In the entries that follow, the lines from the one with "mounted profile page." through the one with "observing state changes." are the ones to write out, exactly and with both ends included. Nothing else should appear.

Stored items:
------------------------------------------------------------

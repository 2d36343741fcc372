//! `AlcovePage`: mounting, loading, and tearing down a profile page.
//!
//! Mounting wires four pieces together:
//!
//! ```text
//!   bridge.profile_details() ──verify──┐
//!   bridge.avatar()          ──verify──┤
//!                                      ├──► session controller ──► snapshots
//!   host channel ──► EventRouter ──────┘
//! ```
//!
//! The two loads and the router run as independent tasks. None of them
//! ever writes session state directly; they send events, and the
//! controller is the single writer. A load that resolves after the page
//! is gone finds the controller closed and drops its result, which is
//! the whole teardown story for in-flight work.

use std::sync::Arc;

use alcove_bridge::{BridgeError, HostBridge, MessageChannel};
use alcove_protocol::{BrowserDetails, EventPayload};
use alcove_session::{SessionHandle, SessionSnapshot, SessionState, spawn_session};
use alcove_token::TokenVerifier;
use tokio::task::JoinHandle;

use crate::AlcoveError;
use crate::router::EventRouter;

// ---------------------------------------------------------------------------
// Builder
// ---------------------------------------------------------------------------

/// Builder for mounting an [`AlcovePage`].
///
/// # Example
///
/// ```rust,ignore
/// use alcove::prelude::*;
///
/// let page = AlcovePageBuilder::new(TokenVerifier::hs256(secret))
///     .allow_origin("https://pages.host.example")
///     .mount(bridge, channel);
/// ```
pub struct AlcovePageBuilder {
    verifier: TokenVerifier,
    allowed_origins: Vec<String>,
}

impl AlcovePageBuilder {
    /// Creates a builder around the verifier every token must pass.
    pub fn new(verifier: TokenVerifier) -> Self {
        Self {
            verifier,
            allowed_origins: Vec::new(),
        }
    }

    /// Adds an origin to the channel allow-list.
    ///
    /// With no origins listed, messages from any origin are routed.
    /// With one or more listed, a message must carry a listed origin or
    /// it is dropped before its token is even inspected.
    pub fn allow_origin(mut self, origin: impl Into<String>) -> Self {
        self.allowed_origins.push(origin.into());
        self
    }

    /// Mounts the page inside a host.
    ///
    /// Spawns the session controller, the channel router, and the
    /// profile and avatar loads. The returned page is immediately
    /// observable; the session starts in `AwaitingProfile` and moves
    /// when the loads resolve.
    pub fn mount<B, C>(self, bridge: B, channel: C) -> AlcovePage<B>
    where
        B: HostBridge,
        C: MessageChannel,
    {
        let verifier = Arc::new(self.verifier);
        let bridge = Arc::new(bridge);
        let session = spawn_session(true);

        let router = EventRouter::new(
            channel,
            Arc::clone(&verifier),
            session.clone(),
            self.allowed_origins,
        );
        let router_task = tokio::spawn(router.run());

        tokio::spawn(load_profile(
            Arc::clone(&bridge),
            Arc::clone(&verifier),
            session.clone(),
        ));
        tokio::spawn(load_avatar(
            Arc::clone(&bridge),
            Arc::clone(&verifier),
            session.clone(),
        ));

        tracing::info!("page mounted inside host");
        AlcovePage {
            bridge: Some(bridge),
            session,
            router: Some(router_task),
        }
    }

    /// Mounts the page with no host capability present.
    ///
    /// Nothing is loaded and no router runs; the session starts in
    /// `NoHost` and stays there. This is the standalone-browser path.
    pub fn mount_without_host<B: HostBridge>(self) -> AlcovePage<B> {
        tracing::info!("no host capability, mounting without host");
        AlcovePage {
            bridge: None,
            session: spawn_session(false),
            router: None,
        }
    }
}

// ---------------------------------------------------------------------------
// Page
// ---------------------------------------------------------------------------

/// A mounted profile page.
///
/// Holds the session handle, the host bridge (when one was present at
/// mount), and the router task. Dropping the page aborts the router and
/// asks the controller to stop; [`close`](Self::close) additionally
/// tells the host to dismiss the webview.
pub struct AlcovePage<B: HostBridge> {
    bridge: Option<Arc<B>>,
    session: SessionHandle,
    router: Option<JoinHandle<()>>,
}

impl<B: HostBridge> AlcovePage<B> {
    /// Creates a builder.
    pub fn builder(verifier: TokenVerifier) -> AlcovePageBuilder {
        AlcovePageBuilder::new(verifier)
    }

    /// A session handle for observing state changes.
    pub fn session(&self) -> SessionHandle {
        self.session.clone()
    }

    /// The latest session snapshot.
    pub fn snapshot(&self) -> SessionSnapshot {
        self.session.snapshot()
    }

    /// The latest lifecycle state.
    pub fn state(&self) -> SessionState {
        self.session.state()
    }

    /// Host surface details, when a host is present.
    pub fn browser_details(&self) -> Option<BrowserDetails> {
        self.bridge.as_ref().map(|b| b.browser_details())
    }

    /// Asks the host to grant a permission. `Ok(true)` means granted.
    ///
    /// Fails with [`BridgeError::HostGone`] when the page was mounted
    /// without a host.
    pub async fn request_permission(&self, permission: &str) -> Result<bool, AlcoveError> {
        let bridge = self.bridge.as_ref().ok_or(BridgeError::HostGone)?;
        Ok(bridge.request_permission(permission).await?)
    }

    /// Closes the page: stops the session controller and, when a host
    /// is present, asks it to dismiss the webview.
    pub async fn close(&self) -> Result<(), AlcoveError> {
        // A controller that already stopped is fine here.
        let _ = self.session.shutdown().await;
        if let Some(bridge) = &self.bridge {
            bridge.close().await?;
        }
        Ok(())
    }
}

impl<B: HostBridge> Drop for AlcovePage<B> {
    fn drop(&mut self) {
        if let Some(router) = self.router.take() {
            router.abort();
        }
        self.session.try_shutdown();
    }
}

// ---------------------------------------------------------------------------
// Startup loads
// ---------------------------------------------------------------------------

/// Fetch and verify the profile token.
///
/// The profile is the page's reason to exist, so every failure here is
/// reported to the session and surfaces as the error state.
async fn load_profile<B: HostBridge>(
    bridge: Arc<B>,
    verifier: Arc<TokenVerifier>,
    session: SessionHandle,
) {
    let token = match bridge.profile_details().await {
        Ok(token) => token,
        Err(err) => {
            tracing::error!(error = %err, "host rejected profile request");
            report_profile_failure(&session, err.to_string()).await;
            return;
        }
    };

    match verifier.verify(&token) {
        Ok(payload) => match payload.into_event() {
            EventPayload::Profile(profile) => {
                if session.profile_loaded(profile).await.is_err() {
                    tracing::debug!("profile resolved after teardown, dropped");
                }
            }
            other => {
                tracing::error!(kind = other.kind(), "profile endpoint returned wrong event kind");
                report_profile_failure(
                    &session,
                    format!("unexpected {:?} event from profile request", other.kind()),
                )
                .await;
            }
        },
        Err(err) => {
            tracing::error!(error = %err, "profile token failed verification");
            report_profile_failure(&session, err.to_string()).await;
        }
    }
}

async fn report_profile_failure(session: &SessionHandle, message: String) {
    if session.profile_failed(message).await.is_err() {
        tracing::debug!("profile failure resolved after teardown, dropped");
    }
}

/// Fetch and verify the avatar token.
///
/// The avatar is decoration. A host with no avatar, a rejected request,
/// or a token that fails verification all leave the page exactly as it
/// was; nothing here can put the session into the error state.
async fn load_avatar<B: HostBridge>(
    bridge: Arc<B>,
    verifier: Arc<TokenVerifier>,
    session: SessionHandle,
) {
    let token = match bridge.avatar().await {
        Ok(Some(token)) => token,
        Ok(None) => {
            tracing::debug!("no avatar configured");
            return;
        }
        Err(err) => {
            tracing::warn!(error = %err, "host rejected avatar request");
            return;
        }
    };

    match verifier.verify(&token) {
        Ok(payload) => match payload.into_event() {
            EventPayload::Avatar(avatar) => {
                if session.avatar_loaded(avatar).await.is_err() {
                    tracing::debug!("avatar resolved after teardown, dropped");
                }
            }
            other => {
                tracing::warn!(kind = other.kind(), "avatar endpoint returned wrong event kind");
            }
        },
        Err(err) => {
            tracing::warn!(error = %err, "avatar token failed verification");
        }
    }
}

------------------------------------------------------------

→ Solution below
/// A mounted profile page.
///
/// Holds the session handle, the host bridge (when one was present at
/// mount), and the router task. Dropping the page aborts the router and
/// asks the controller to stop; [`close`](Self::close) additionally
/// tells the host to dismiss the webview.
pub struct AlcovePage<B: HostBridge> {
    bridge: Option<Arc<B>>,
    session: SessionHandle,
    router: Option<JoinHandle<()>>,
}

impl<B: HostBridge> AlcovePage<B> {
    /// Creates a builder.
    pub fn builder(verifier: TokenVerifier) -> AlcovePageBuilder {
        AlcovePageBuilder::new(verifier)
    }

    /// A session handle for observing state changes.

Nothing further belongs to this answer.